-- Supplied data follows --

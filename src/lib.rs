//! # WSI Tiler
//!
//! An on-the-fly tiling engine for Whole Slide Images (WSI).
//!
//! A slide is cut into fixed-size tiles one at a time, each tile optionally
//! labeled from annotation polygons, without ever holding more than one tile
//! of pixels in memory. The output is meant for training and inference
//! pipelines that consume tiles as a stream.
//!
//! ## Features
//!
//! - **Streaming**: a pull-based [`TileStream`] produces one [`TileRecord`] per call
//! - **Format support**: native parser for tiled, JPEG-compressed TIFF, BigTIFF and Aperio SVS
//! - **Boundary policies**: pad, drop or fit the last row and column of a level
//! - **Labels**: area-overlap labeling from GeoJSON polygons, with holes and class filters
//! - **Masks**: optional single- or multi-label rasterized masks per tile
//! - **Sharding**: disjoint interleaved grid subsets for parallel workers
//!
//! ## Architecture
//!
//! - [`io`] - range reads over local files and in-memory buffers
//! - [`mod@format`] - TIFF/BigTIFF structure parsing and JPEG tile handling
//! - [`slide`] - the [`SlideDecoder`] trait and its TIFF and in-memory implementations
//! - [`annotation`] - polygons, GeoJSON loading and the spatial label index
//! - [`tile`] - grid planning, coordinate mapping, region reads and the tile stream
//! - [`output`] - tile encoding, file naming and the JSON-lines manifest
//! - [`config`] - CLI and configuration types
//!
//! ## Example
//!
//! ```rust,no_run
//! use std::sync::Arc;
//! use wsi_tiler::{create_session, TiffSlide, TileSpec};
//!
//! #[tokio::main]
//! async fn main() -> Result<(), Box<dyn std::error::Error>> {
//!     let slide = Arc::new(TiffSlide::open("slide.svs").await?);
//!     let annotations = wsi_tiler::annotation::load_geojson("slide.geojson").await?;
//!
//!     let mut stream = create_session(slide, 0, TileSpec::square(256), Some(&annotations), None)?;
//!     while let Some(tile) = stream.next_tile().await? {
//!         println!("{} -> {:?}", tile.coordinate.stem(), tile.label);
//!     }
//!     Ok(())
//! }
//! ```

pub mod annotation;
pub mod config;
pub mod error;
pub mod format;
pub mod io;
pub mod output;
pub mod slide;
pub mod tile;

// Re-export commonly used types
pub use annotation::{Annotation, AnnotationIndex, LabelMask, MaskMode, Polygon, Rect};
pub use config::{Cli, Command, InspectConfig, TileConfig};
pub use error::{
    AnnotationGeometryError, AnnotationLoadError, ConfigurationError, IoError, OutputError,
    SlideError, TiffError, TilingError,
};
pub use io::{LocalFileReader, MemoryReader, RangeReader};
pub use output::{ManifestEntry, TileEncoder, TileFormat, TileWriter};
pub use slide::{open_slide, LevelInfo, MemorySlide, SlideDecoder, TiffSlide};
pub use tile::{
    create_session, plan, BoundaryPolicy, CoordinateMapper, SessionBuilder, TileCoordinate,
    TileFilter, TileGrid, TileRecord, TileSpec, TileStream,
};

-- Supplied data concluded --

> _Exercise instructions_: Write out every line in the data that holds the string "TileSpec".

> _Exercise response_:
//! use wsi_tiler::{create_session, TiffSlide, TileSpec};
//!     let mut stream = create_session(slide, 0, TileSpec::square(256), Some(&annotations), None)?;
    TileFilter, TileGrid, TileRecord, TileSpec, TileStream,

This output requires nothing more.